Israeli District Court Rejects Disney’s Forum Shopping in Infringement Case

“A little consideration, a little thought for others, makes all the difference”

A multinational mass media and entertainment conglomerate decides to sue a small Israeli import company – New Time Food Machines Ltd. (“New Food”) – for alleged intellectual property infringements. The conglomerate seeks to set the procedural rules to its convenience to pressure the small business. This is a short story of a contemporary struggle between David and Goliath in the Holy Land that also provides a valuable lesson – courtesy of Winnie the Pooh.

Establishing the Facts

In August 2016, the Israeli Customs in Haifa port seized a shipment of inflatable devices bearing animated figures of Disney. Subsequently, Disney filed a claim in Tel-Aviv District Court against New Food (the importing company) claiming copyright and trademark infringements.

Disney decided to add the State of Israel as a defendant since the Haifa port Customs unit that held the allegedly infringing goods is an Israeli government entity. Adding the state as a defendant, albeit a technical one, would allow, according to the Israeli territorial jurisdiction regulations, the Tel Aviv District Court to have jurisdiction. That way, Disney thought, they would be able to hold the trial at Tel-Aviv, which is more convenient for their corporate lawyers who will save the 65-mile drive to Haifa. This is not an uncommon tactic. However, in relying on the civil procedure regulations, Disney did not provide any rationale for the decision to file the claim in Tel Aviv other than relying on the grounds that adding Customs to the claim allows them to file the claim throughout Israel.

In that case, the defendant tackled Disney’s procedural act and petitioned to have the case transferred to the Haifa District Court. The Defendant argued that since that the Customs seizure was in Haifa, the Defendant place of business is in Haifa, and the dispute has no substantial connection to Tel-Aviv, holding the trial in Tel Aviv creates an unnecessary burden for the parties. Disney, on the other hand, argued that filing the claim in Tel Aviv is according to the civil procedure regulations since one of the parties is, as stated earlier, the State of Israel, an action can be brought against the State at any court in the country.

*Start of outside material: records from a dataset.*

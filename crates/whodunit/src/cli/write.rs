//! Write command handler.

use super::WriteArgs;
use anyhow::{Context, bail};
use std::path::PathBuf;
use std::sync::Arc;
use tracing::{info, warn};
use whodunit::{
    Manuscript, ManuscriptFormat, MysteryBrief, MysteryWorkflow, NewNovel, NovelRepository,
    QueuedDriver, SqliteNovelRepository, TaskQueue, WhodunitConfig, WorkflowSession,
};

/// Handles the write command.
///
/// Resumes the session file when it exists, otherwise starts from the brief.
/// The session is saved after every stage and again when a stage fails, so
/// rerunning the same command picks up where the last run stopped.
#[tracing::instrument(skip_all, fields(session = %args.session.display()))]
pub async fn handle_write_command(
    config: &WhodunitConfig,
    database_url: &str,
    args: WriteArgs,
) -> anyhow::Result<()> {
    let mut session = open_session(&args)?;
    if let Some(stage) = args.restart_from {
        info!(%stage, "Restarting from stage");
        session.reset_from(stage);
    }

    let api_key = config.api_key()?;
    let queue = Arc::new(TaskQueue::new(config.queue_config()));
    let driver = QueuedDriver::new(config.client(api_key)?, Arc::clone(&queue));
    let workflow = MysteryWorkflow::new(driver).with_settings(config.generation_settings());

    let session_path = args.session.clone();
    let outcome = workflow
        .run(&mut session, |stage, progress| {
            info!(
                %stage,
                next = %progress.next_stage(),
                tokens = progress.usage().total_tokens(),
                "Stage complete"
            );
            progress.save(&session_path)
        })
        .await;
    queue.shutdown().await;

    if let Err(e) = outcome {
        session
            .save(&args.session)
            .context("Failed to save session after error")?;
        let stats = queue.stats();
        warn!(
            succeeded = stats.succeeded(),
            failed = stats.failed(),
            "Writing stopped; rerun to resume"
        );
        return Err(e).with_context(|| format!("Stage '{}' failed", session.next_stage()));
    }

    let manuscript = Manuscript::compile(&session)?;
    let out = args
        .out
        .unwrap_or_else(|| PathBuf::from(format!("{}.md", slug(manuscript.title()))));
    manuscript.write(&out, ManuscriptFormat::Markdown)?;

    if args.save {
        save_to_database(database_url, &session).await?;
    }

    println!(
        "Wrote \"{}\": {} chapters, {} words -> {}",
        manuscript.title(),
        manuscript.chapters().len(),
        manuscript.word_count(),
        out.display()
    );
    Ok(())
}

fn open_session(args: &WriteArgs) -> anyhow::Result<WorkflowSession> {
    if args.session.is_file() {
        let session = WorkflowSession::load(&args.session)?;
        info!(stage = %session.next_stage(), "Resuming session");
        if args.brief.is_some() || args.notes.is_some() {
            warn!("Session exists; --brief and --notes are ignored");
        }
        return Ok(session);
    }

    let Some(brief_path) = &args.brief else {
        bail!(
            "No session at {} and no --brief given",
            args.session.display()
        );
    };
    let mut brief = MysteryBrief::from_file(brief_path)?;
    if let Some(notes) = &args.notes {
        brief = brief.with_notes_file(notes)?;
    }
    Ok(WorkflowSession::new(brief))
}

async fn save_to_database(database_url: &str, session: &WorkflowSession) -> anyhow::Result<()> {
    let repo = SqliteNovelRepository::open(database_url)
        .with_context(|| format!("Failed to open database {}", database_url))?;

    let synopsis = session.idea().as_deref().and_then(synopsis_from_idea);
    let novel = repo
        .create_novel(&NewNovel::new(session.title(), synopsis))
        .await?;
    for member in session.brief().cast() {
        repo.add_character(*novel.id(), &member.to_new_character())
            .await?;
    }

    info!(
        id = novel.id(),
        cast = session.brief().cast().len(),
        "Novel saved"
    );
    println!("Saved as novel {}", novel.id());
    Ok(())
}

/// First paragraph of the idea that is not the title line.
fn synopsis_from_idea(idea: &str) -> Option<String> {
    idea.split("\n\n")
        .map(str::trim)
        .map(|p| {
            p.lines()
                .filter(|l| !l.trim().to_ascii_lowercase().trim_start_matches('*').starts_with("title:"))
                .collect::<Vec<_>>()
                .join(" ")
        })
        .map(|p| p.trim().to_string())
        .find(|p| !p.is_empty())
}

fn slug(title: &str) -> String {
    let mut out = String::new();
    for c in title.chars() {
        if c.is_alphanumeric() {
            out.extend(c.to_lowercase());
        } else if !out.is_empty() && !out.ends_with('-') {
            out.push('-');
        }
    }
    let trimmed = out.trim_end_matches('-');
    if trimmed.is_empty() {
        "manuscript".to_string()
    } else {
        trimmed.to_string()
    }
}

#[cfg(test)]
mod tests {
    use super::*;
    use std::path::Path;

    #[test]
    fn test_slug() {
        assert_eq!(slug("The Silent Hive!"), "the-silent-hive");
        assert_eq!(slug("  ??? "), "manuscript");
    }

    #[test]
    fn test_synopsis_skips_title_line() {
        let idea = "Title: The Silent Hive\nA beekeeper dies.\n\nMore detail.";
        assert_eq!(synopsis_from_idea(idea).as_deref(), Some("A beekeeper dies."));
    }

    #[test]
    fn test_open_session_needs_brief() {
        let dir = tempfile::tempdir().unwrap();
        let args = WriteArgs {
            brief: None,
            notes: None,
            session: dir.path().join("s.json"),
            out: None,
            restart_from: None,
            save: false,
        };
        assert!(open_session(&args).is_err());
    }

    #[test]
    fn test_open_session_resumes_existing_file() {
        let dir = tempfile::tempdir().unwrap();
        let path = dir.path().join("s.json");
        let brief = MysteryBrief::builder().premise("p").build().unwrap();
        WorkflowSession::new(brief.clone()).save(&path).unwrap();

        let args = WriteArgs {
            brief: Some(Path::new("ignored.toml").to_path_buf()),
            notes: None,
            session: path,
            out: None,
            restart_from: None,
            save: false,
        };
        assert_eq!(open_session(&args).unwrap().brief(), &brief);
    }
}
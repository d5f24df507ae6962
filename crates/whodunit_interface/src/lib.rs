//! Trait definitions for the whodunit toolkit.
//!
//! The workflow only talks to a [`CompletionDriver`] and the CLI only talks to
//! a [`NovelRepository`], so either side can be swapped for a test double.

mod driver;
mod repository;

pub use driver::CompletionDriver;
pub use repository::NovelRepository;
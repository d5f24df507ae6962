//! Settlement failures delivered through a [`crate::TaskHandle`].

use std::time::Duration;

/// Why a handle settled without a value.
///
/// `Failed` carries the task's own error untouched; every other variant is
/// produced by the queue.
#[derive(Debug, Clone, PartialEq, Eq)]
pub enum TaskError<E> {
    /// The task ran and returned an error.
    Failed(E),
    /// The task exceeded the configured timeout and was dropped.
    TimedOut(Duration),
    /// The task panicked; the payload message is kept.
    Panicked(String),
    /// The queue was already shut down at submission.
    Closed,
    /// The drain worker stopped before the task settled, as when the
    /// runtime shuts down. Dropping the queue alone never causes this.
    Cancelled,
}

impl<E> TaskError<E> {
    /// The task's own failure, if that is what this is.
    pub fn failure(&self) -> Option<&E> {
        match self {
            TaskError::Failed(e) => Some(e),
            _ => None,
        }
    }

    /// Consumes the error, returning the task's own failure if present.
    pub fn into_failure(self) -> Option<E> {
        match self {
            TaskError::Failed(e) => Some(e),
            _ => None,
        }
    }
}

impl<E: std::fmt::Display> std::fmt::Display for TaskError<E> {
    fn fmt(&self, f: &mut std::fmt::Formatter<'_>) -> std::fmt::Result {
        match self {
            TaskError::Failed(e) => write!(f, "Task failed: {}", e),
            TaskError::TimedOut(limit) => write!(f, "Task timed out after {:?}", limit),
            TaskError::Panicked(msg) => write!(f, "Task panicked: {}", msg),
            TaskError::Closed => write!(f, "Queue is closed"),
            TaskError::Cancelled => write!(f, "Task was cancelled before it settled"),
        }
    }
}

impl<E> std::error::Error for TaskError<E>
where
    E: std::error::Error + 'static,
{
    fn source(&self) -> Option<&(dyn std::error::Error + 'static)> {
        match self {
            TaskError::Failed(e) => Some(e),
            _ => None,
        }
    }
}
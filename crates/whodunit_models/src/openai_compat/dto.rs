//! Wire types for the chat-completions endpoint.

use derive_builder::Builder;
use derive_getters::Getters;
use serde::{Deserialize, Serialize};
use whodunit_core::{Message, Role};

/// One message of a chat conversation as sent and received.
#[derive(Debug, Clone, PartialEq, Eq, Serialize, Deserialize)]
pub struct ChatMessage {
    /// Author of the message
    pub role: Role,
    /// Text; the endpoint may return `null`
    #[serde(default)]
    pub content: Option<String>,
}

impl From<&Message> for ChatMessage {
    fn from(message: &Message) -> Self {
        Self {
            role: *message.role(),
            content: Some(message.content().clone()),
        }
    }
}

/// Body posted to the endpoint.
#[derive(Debug, Clone, Serialize, Builder, Getters)]
#[builder(setter(into))]
pub struct ChatRequest {
    /// Model identifier
    model: String,
    /// Conversation so far
    messages: Vec<ChatMessage>,
    /// Completion length cap
    #[builder(default)]
    #[serde(skip_serializing_if = "Option::is_none")]
    max_tokens: Option<u32>,
    /// Sampling temperature
    #[builder(default)]
    #[serde(skip_serializing_if = "Option::is_none")]
    temperature: Option<f32>,
}

impl ChatRequest {
    /// Returns a builder for ChatRequest.
    pub fn builder() -> ChatRequestBuilder {
        ChatRequestBuilder::default()
    }
}

/// A candidate completion.
#[derive(Debug, Clone, Deserialize)]
pub struct ChatChoice {
    /// Position among the returned choices
    #[serde(default)]
    pub index: u32,
    /// Generated message
    pub message: ChatMessage,
    /// Why generation stopped, e.g. `stop` or `length`
    #[serde(default)]
    pub finish_reason: Option<String>,
}

/// Token accounting reported by the endpoint.
///
/// Servers that omit a counter leave it at zero.
#[derive(Debug, Clone, Copy, Default, Deserialize)]
#[serde(default)]
pub struct ChatUsage {
    /// Prompt tokens
    pub prompt_tokens: u64,
    /// Completion tokens
    pub completion_tokens: u64,
    /// Sum of both; some servers leave it out
    pub total_tokens: u64,
}

/// Response body.
#[derive(Debug, Clone, Deserialize)]
pub struct ChatResponse {
    /// Server-assigned completion id
    #[serde(default)]
    pub id: Option<String>,
    /// Model that actually answered
    #[serde(default)]
    pub model: Option<String>,
    /// Candidate completions
    pub choices: Vec<ChatChoice>,
    /// Token accounting
    #[serde(default)]
    pub usage: Option<ChatUsage>,
}
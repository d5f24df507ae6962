//! Tick sources for the polling drain mode.

use async_trait::async_trait;
use std::sync::Arc;
use std::time::Duration;
use tokio::sync::Semaphore;

/// Source of drain ticks.
///
/// The queue calls [`Clock::tick`] between polling passes; the returned
/// future resolves when the next pass is due.
#[async_trait]
pub trait Clock: Send + Sync + 'static {
    /// Wait until the next tick.
    async fn tick(&self, interval: Duration);
}

/// Ticks on the Tokio timer.
#[derive(Debug, Clone, Copy, Default)]
pub struct TokioClock;

#[async_trait]
impl Clock for TokioClock {
    async fn tick(&self, interval: Duration) {
        tokio::time::sleep(interval).await;
    }
}

/// Ticks only when told to.
///
/// Each call to [`ManualClock::advance`] releases that many ticks, whatever
/// the configured interval. Clones share the same tick budget.
#[derive(Debug, Clone)]
pub struct ManualClock {
    ticks: Arc<Semaphore>,
}

impl ManualClock {
    /// Creates a clock with no ticks released.
    pub fn new() -> Self {
        Self {
            ticks: Arc::new(Semaphore::new(0)),
        }
    }

    /// Release `ticks` more ticks.
    pub fn advance(&self, ticks: usize) {
        self.ticks.add_permits(ticks);
    }

    /// Ticks released but not yet consumed by the queue.
    pub fn pending_ticks(&self) -> usize {
        self.ticks.available_permits()
    }
}

impl Default for ManualClock {
    fn default() -> Self {
        Self::new()
    }
}

#[async_trait]
impl Clock for ManualClock {
    async fn tick(&self, _interval: Duration) {
        match self.ticks.acquire().await {
            Ok(permit) => permit.forget(),
            // The semaphore is never closed; park forever if it somehow is.
            Err(_) => std::future::pending::<()>().await,
        }
    }
}

#[cfg(test)]
mod tests {
    use super::*;

    #[tokio::test]
    async fn test_manual_clock_counts_ticks() {
        let clock = ManualClock::new();
        clock.advance(2);
        assert_eq!(clock.pending_ticks(), 2);

        clock.tick(Duration::from_secs(60)).await;
        assert_eq!(clock.pending_ticks(), 1);
    }

    #[tokio::test]
    async fn test_manual_clock_blocks_without_ticks() {
        let clock = ManualClock::new();
        let waited =
            tokio::time::timeout(Duration::from_millis(20), clock.tick(Duration::ZERO)).await;
        assert!(waited.is_err());
    }

    #[tokio::test(start_paused = true)]
    async fn test_tokio_clock_sleeps_for_interval() {
        let start = tokio::time::Instant::now();
        TokioClock.tick(Duration::from_secs(3)).await;
        assert!(start.elapsed() >= Duration::from_secs(3));
    }
}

Tel-Aviv District Court Decision

The Court rejected Disney’s claim and transferred the case to Haifa. In his decision, Judge Maor stated that ‘the dispute is between the Petitioners and the Plaintiff. The State is not a necessary and not a substantial party to the disagreements between them, but merely a “technical” one since it is holding the allegedly infringing goods…’. The judge ruled the dispute’s connection to Haifa greatly outweigh its connections to Tel Aviv, stating that we cannot set aside the facts that in all ways lead to Haifa – the Customs unit is in Haifa, the business of the Defendant is in Haifa, and the disputed goods is in Haifa. Likewise, State officials and witnesses that might be needed for the trial also reside in Haifa. In fact, the Court held ‘save for the general and vague argument that action can be brought against the State at any Court in the country, Disney has no real argument.’

Judge Maor concluded his decision reminding us that sometimes we should be willing to be attentive to the needs of others, rhetorically asking, ‘For what reason are we to trouble everyone to the big city? The Plaintiff – who is a foreign company domiciled in the US might have the answers, but if any such exists it did not share them with us”. The Court closed his decision with the words of Disney’s most prominent representatives, Winnie the Pooh: “A little consideration, a little thought for others, makes all the difference.” I could not agree more.